▸ Aim of the task
Copy, exactly and without additions, every line in the records below from the one holding "let mut counts = vec![0usize; k];" through the one holding "compute the mean", both ends included.

[Saved data entries]
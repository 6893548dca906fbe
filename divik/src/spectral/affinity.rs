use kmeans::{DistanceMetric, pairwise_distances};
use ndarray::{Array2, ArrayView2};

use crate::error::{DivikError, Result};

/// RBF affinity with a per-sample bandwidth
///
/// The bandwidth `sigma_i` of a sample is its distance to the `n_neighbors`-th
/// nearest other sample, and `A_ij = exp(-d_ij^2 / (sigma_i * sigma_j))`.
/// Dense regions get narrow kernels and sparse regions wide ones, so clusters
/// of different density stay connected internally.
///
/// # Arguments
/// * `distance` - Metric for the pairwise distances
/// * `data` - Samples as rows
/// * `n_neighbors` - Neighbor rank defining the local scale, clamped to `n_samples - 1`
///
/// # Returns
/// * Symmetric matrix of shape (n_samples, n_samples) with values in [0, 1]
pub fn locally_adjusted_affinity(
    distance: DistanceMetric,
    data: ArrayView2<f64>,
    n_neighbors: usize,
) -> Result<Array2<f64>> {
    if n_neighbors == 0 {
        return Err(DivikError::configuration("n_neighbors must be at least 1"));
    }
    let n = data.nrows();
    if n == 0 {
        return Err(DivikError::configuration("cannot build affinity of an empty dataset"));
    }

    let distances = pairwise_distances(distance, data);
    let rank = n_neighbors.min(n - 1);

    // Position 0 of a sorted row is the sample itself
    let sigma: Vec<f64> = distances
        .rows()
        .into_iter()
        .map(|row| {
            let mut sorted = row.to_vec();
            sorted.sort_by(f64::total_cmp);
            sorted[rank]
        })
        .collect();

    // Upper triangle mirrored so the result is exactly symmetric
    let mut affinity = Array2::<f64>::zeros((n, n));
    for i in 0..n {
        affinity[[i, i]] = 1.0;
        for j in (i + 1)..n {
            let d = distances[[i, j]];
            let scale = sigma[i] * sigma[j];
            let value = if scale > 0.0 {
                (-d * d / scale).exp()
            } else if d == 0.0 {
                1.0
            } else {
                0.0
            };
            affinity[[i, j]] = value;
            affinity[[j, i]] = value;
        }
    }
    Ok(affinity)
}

...

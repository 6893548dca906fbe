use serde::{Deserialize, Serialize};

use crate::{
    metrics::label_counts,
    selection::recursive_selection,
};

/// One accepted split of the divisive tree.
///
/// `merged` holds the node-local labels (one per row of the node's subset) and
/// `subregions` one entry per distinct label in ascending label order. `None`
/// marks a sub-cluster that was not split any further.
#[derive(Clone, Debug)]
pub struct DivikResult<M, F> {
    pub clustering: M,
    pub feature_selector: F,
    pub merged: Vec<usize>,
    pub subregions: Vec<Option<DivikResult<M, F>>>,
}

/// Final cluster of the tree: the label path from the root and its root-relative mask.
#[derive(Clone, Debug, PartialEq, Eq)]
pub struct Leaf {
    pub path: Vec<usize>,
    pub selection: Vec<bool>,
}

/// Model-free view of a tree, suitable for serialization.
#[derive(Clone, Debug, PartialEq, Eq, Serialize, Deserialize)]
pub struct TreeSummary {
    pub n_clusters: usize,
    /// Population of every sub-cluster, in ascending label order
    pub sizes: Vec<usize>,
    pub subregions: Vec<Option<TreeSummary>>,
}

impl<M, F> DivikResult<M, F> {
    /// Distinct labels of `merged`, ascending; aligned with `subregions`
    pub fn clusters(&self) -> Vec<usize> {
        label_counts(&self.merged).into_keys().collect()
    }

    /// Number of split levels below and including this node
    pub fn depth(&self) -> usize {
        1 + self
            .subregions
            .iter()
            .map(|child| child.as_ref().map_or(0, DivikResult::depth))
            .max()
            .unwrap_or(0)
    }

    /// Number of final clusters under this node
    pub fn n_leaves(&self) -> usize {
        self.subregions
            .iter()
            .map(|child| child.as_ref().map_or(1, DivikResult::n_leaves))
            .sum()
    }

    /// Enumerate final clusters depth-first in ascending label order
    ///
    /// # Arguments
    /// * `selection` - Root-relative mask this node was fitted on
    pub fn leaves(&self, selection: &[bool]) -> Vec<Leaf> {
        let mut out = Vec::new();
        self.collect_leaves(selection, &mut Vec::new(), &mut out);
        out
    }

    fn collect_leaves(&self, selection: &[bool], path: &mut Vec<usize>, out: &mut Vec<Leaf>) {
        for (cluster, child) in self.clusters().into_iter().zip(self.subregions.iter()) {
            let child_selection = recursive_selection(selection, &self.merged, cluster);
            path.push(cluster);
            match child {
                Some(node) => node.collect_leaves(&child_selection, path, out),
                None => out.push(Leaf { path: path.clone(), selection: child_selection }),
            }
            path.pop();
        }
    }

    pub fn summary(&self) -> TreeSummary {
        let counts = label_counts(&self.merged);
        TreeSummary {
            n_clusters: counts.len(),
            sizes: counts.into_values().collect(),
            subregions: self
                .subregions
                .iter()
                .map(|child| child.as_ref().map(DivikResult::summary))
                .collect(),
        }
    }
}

* * *

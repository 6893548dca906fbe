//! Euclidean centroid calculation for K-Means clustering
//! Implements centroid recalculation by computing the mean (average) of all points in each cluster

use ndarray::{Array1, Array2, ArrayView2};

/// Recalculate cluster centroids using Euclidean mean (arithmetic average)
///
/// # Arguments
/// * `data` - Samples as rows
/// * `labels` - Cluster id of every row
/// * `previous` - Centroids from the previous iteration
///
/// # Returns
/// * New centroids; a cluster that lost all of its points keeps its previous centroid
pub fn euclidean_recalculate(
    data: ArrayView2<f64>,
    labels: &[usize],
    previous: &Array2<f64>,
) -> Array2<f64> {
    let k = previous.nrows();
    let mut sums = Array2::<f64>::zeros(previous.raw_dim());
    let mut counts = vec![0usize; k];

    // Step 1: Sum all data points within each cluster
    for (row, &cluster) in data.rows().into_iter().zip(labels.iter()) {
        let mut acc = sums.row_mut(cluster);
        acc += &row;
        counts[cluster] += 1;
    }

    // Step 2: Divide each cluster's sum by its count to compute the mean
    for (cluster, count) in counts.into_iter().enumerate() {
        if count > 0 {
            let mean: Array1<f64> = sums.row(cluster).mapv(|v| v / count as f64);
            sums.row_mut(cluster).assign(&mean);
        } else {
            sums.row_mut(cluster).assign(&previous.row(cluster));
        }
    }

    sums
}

▸ Answer to the problem
    let mut counts = vec![0usize; k];

    // Step 1: Sum all data points within each cluster
    for (row, &cluster) in data.rows().into_iter().zip(labels.iter()) {
        let mut acc = sums.row_mut(cluster);
        acc += &row;
        counts[cluster] += 1;
    }

    // Step 2: Divide each cluster's sum by its count to compute the mean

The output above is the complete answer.